• **Dataset records**:
########################################
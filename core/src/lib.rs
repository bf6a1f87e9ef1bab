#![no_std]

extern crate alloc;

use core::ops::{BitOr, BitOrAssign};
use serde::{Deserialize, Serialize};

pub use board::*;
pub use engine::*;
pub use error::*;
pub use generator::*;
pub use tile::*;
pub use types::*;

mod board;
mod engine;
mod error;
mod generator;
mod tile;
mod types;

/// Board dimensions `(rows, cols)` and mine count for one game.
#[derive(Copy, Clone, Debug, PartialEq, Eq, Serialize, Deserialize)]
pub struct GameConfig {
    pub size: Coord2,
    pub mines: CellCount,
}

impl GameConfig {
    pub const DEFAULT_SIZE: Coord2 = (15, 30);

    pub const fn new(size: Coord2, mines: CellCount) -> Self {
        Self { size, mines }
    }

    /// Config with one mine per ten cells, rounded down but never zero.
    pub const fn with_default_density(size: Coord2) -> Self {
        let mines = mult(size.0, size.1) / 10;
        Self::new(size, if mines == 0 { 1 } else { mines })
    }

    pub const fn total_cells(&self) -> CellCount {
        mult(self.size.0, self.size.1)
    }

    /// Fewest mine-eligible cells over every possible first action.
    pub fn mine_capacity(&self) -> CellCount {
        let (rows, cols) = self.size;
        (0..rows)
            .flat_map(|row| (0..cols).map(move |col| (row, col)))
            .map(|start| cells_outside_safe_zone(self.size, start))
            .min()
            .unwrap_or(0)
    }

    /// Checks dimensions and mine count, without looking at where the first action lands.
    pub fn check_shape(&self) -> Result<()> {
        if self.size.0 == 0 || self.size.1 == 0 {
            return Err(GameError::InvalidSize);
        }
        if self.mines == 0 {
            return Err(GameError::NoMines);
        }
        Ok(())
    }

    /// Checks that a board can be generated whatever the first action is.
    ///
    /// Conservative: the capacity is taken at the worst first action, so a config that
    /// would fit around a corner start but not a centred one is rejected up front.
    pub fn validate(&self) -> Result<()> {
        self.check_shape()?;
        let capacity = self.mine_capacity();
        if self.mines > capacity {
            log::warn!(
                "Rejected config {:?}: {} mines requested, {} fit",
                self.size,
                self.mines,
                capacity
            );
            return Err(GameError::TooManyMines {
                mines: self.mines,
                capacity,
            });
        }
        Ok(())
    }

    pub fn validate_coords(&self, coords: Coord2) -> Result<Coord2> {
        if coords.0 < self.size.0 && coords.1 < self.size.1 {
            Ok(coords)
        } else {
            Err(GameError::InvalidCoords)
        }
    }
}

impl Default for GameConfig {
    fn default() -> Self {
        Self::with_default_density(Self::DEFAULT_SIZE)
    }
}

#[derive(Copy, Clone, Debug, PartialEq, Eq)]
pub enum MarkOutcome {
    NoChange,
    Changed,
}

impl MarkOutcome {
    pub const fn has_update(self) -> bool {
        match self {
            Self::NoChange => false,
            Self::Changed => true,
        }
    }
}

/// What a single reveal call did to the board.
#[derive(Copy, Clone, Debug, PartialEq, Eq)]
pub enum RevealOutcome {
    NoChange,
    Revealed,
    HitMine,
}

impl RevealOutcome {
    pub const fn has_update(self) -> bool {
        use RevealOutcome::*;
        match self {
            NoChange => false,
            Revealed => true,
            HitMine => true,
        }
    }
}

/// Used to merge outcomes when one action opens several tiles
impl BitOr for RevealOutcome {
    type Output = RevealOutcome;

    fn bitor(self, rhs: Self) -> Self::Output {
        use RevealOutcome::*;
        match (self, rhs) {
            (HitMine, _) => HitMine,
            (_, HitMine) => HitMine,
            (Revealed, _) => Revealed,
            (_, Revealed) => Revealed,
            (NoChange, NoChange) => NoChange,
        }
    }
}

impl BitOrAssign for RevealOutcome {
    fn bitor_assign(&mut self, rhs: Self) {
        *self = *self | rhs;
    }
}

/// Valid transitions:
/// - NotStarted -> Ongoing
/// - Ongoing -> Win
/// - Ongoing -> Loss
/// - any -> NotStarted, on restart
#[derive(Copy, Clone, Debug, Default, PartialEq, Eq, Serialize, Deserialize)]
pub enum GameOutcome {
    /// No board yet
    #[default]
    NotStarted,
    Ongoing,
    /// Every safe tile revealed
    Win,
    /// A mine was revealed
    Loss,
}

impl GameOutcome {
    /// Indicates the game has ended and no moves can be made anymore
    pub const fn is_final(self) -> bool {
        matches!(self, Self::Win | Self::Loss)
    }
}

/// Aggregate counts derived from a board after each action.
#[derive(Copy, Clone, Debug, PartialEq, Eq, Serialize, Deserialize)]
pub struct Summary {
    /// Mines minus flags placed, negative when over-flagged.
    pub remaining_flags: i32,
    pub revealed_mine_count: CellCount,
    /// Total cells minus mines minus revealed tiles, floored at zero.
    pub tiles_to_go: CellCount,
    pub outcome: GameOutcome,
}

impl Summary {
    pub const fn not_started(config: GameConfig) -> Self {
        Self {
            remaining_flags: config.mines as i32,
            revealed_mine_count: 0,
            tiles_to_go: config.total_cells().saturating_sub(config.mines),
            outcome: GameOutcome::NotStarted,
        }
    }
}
########################################
• **Task details**:
Whatever appears in the records must be returned exactly.

• **Solution below**:
filename core/src/lib.rs
repository bf6a1f87e9ef1bab
#![no_std]

extern crate alloc;

use core::ops::{BitOr, BitOrAssign};
use serde::{Deserialize, Serialize};

pub use board::*;
pub use engine::*;
pub use error::*;
pub use generator::*;
pub use tile::*;
pub use types::*;

mod board;
mod engine;
mod error;
mod generator;
mod tile;
mod types;

/// Board dimensions `(rows, cols)` and mine count for one game.
#[derive(Copy, Clone, Debug, PartialEq, Eq, Serialize, Deserialize)]
pub struct GameConfig {
    pub size: Coord2,
    pub mines: CellCount,
}

impl GameConfig {
    pub const DEFAULT_SIZE: Coord2 = (15, 30);

    pub const fn new(size: Coord2, mines: CellCount) -> Self {
        Self { size, mines }
    }

    /// Config with one mine per ten cells, rounded down but never zero.
    pub const fn with_default_density(size: Coord2) -> Self {
        let mines = mult(size.0, size.1) / 10;
        Self::new(size, if mines == 0 { 1 } else { mines })
    }

    pub const fn total_cells(&self) -> CellCount {
        mult(self.size.0, self.size.1)
    }

    /// Fewest mine-eligible cells over every possible first action.
    pub fn mine_capacity(&self) -> CellCount {
        let (rows, cols) = self.size;
        (0..rows)
            .flat_map(|row| (0..cols).map(move |col| (row, col)))
            .map(|start| cells_outside_safe_zone(self.size, start))
            .min()
            .unwrap_or(0)
    }

    /// Checks dimensions and mine count, without looking at where the first action lands.
    pub fn check_shape(&self) -> Result<()> {
        if self.size.0 == 0 || self.size.1 == 0 {
            return Err(GameError::InvalidSize);
        }
        if self.mines == 0 {
            return Err(GameError::NoMines);
        }
        Ok(())
    }

    /// Checks that a board can be generated whatever the first action is.
    ///
    /// Conservative: the capacity is taken at the worst first action, so a config that
    /// would fit around a corner start but not a centred one is rejected up front.
    pub fn validate(&self) -> Result<()> {
        self.check_shape()?;
        let capacity = self.mine_capacity();
        if self.mines > capacity {
            log::warn!(
                "Rejected config {:?}: {} mines requested, {} fit",
                self.size,
                self.mines,
                capacity
            );
            return Err(GameError::TooManyMines {
                mines: self.mines,
                capacity,
            });
        }
        Ok(())
    }

    pub fn validate_coords(&self, coords: Coord2) -> Result<Coord2> {
        if coords.0 < self.size.0 && coords.1 < self.size.1 {
            Ok(coords)
        } else {
            Err(GameError::InvalidCoords)
        }
    }
}

impl Default for GameConfig {
    fn default() -> Self {
        Self::with_default_density(Self::DEFAULT_SIZE)
    }
}

#[derive(Copy, Clone, Debug, PartialEq, Eq)]
pub enum MarkOutcome {
    NoChange,
    Changed,
}

impl MarkOutcome {
    pub const fn has_update(self) -> bool {
        match self {
            Self::NoChange => false,
            Self::Changed => true,
        }
    }
}

/// What a single reveal call did to the board.
#[derive(Copy, Clone, Debug, PartialEq, Eq)]
pub enum RevealOutcome {
    NoChange,
    Revealed,
    HitMine,
}

impl RevealOutcome {
    pub const fn has_update(self) -> bool {
        use RevealOutcome::*;
        match self {
            NoChange => false,
            Revealed => true,
            HitMine => true,
        }
    }
}

/// Used to merge outcomes when one action opens several tiles
impl BitOr for RevealOutcome {
    type Output = RevealOutcome;

    fn bitor(self, rhs: Self) -> Self::Output {
        use RevealOutcome::*;
        match (self, rhs) {
            (HitMine, _) => HitMine,
            (_, HitMine) => HitMine,
            (Revealed, _) => Revealed,
            (_, Revealed) => Revealed,
            (NoChange, NoChange) => NoChange,
        }
    }
}

impl BitOrAssign for RevealOutcome {
    fn bitor_assign(&mut self, rhs: Self) {
        *self = *self | rhs;
    }
}

/// Valid transitions:
/// - NotStarted -> Ongoing
/// - Ongoing -> Win
/// - Ongoing -> Loss
/// - any -> NotStarted, on restart
#[derive(Copy, Clone, Debug, Default, PartialEq, Eq, Serialize, Deserialize)]
pub enum GameOutcome {
    /// No board yet
    #[default]
    NotStarted,
    Ongoing,
    /// Every safe tile revealed
    Win,
    /// A mine was revealed
    Loss,
}

impl GameOutcome {
    /// Indicates the game has ended and no moves can be made anymore
    pub const fn is_final(self) -> bool {
        matches!(self, Self::Win | Self::Loss)
    }
}

/// Aggregate counts derived from a board after each action.
#[derive(Copy, Clone, Debug, PartialEq, Eq, Serialize, Deserialize)]
pub struct Summary {
    /// Mines minus flags placed, negative when over-flagged.
    pub remaining_flags: i32,
    pub revealed_mine_count: CellCount,
    /// Total cells minus mines minus revealed tiles, floored at zero.
    pub tiles_to_go: CellCount,
    pub outcome: GameOutcome,
}

impl Summary {
    pub const fn not_started(config: GameConfig) -> Self {
        Self {
            remaining_flags: config.mines as i32,
            revealed_mine_count: 0,
            tiles_to_go: config.total_cells().saturating_sub(config.mines),
            outcome: GameOutcome::NotStarted,
        }
    }
}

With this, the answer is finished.